*PROBLEM REQUIREMENTS:*
Look through the data below and extract, unchanged, the lines from the one that contains "propagation should stop" to the one that contains "#[async_trait]", both included.

Stored data:
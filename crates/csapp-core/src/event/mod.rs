//! # csapp Events
//!
//! Publish/subscribe plumbing shared by the bootstrap coordinator and the run
//! loop. [`SystemEvent`]s trace the bootstrap sequence; [`DeviceEvent`]s carry
//! hardware notifications into the application.
pub mod dispatcher;
pub mod manager;
pub mod types;

use std::any::Any;
use std::fmt;

use async_trait::async_trait;

/// Type for event handler identifiers
pub type EventId = u64;

/// Result of event processing
#[derive(Debug, Clone, Copy, PartialEq, Eq)]
pub enum EventResult {
    /// Event was processed successfully and propagation should continue
    Continue,
    /// Event was processed and propagation should stop
    Stop,
}

/// Core event trait
pub trait Event: Any + fmt::Debug + Send + Sync {
    /// Get the name of this event
    fn name(&self) -> &'static str;

    /// Cast to Any for downcasting
    fn as_any(&self) -> &dyn Any;
}

/// Asynchronous event handler trait
#[async_trait]
pub trait AsyncEventHandler: Send + Sync {
    async fn handle(&self, event: &dyn Event) -> EventResult;
}

/// Re-export important types
pub use dispatcher::{
    event_handler, sync_event_handler, sync_typed_handler, typed_handler, BoxFuture, EventDispatcher,
};
pub use manager::{BoxedEvent, EventManager};
pub use types::{DeviceEvent, SystemEvent};

// Test module declaration
#[cfg(test)]
mod tests;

*EXERCISE RESPONSE:*
    /// Event was processed and propagation should stop
    Stop,
}

/// Core event trait
pub trait Event: Any + fmt::Debug + Send + Sync {
    /// Get the name of this event
    fn name(&self) -> &'static str;

    /// Cast to Any for downcasting
    fn as_any(&self) -> &dyn Any;
}

/// Asynchronous event handler trait
#[async_trait]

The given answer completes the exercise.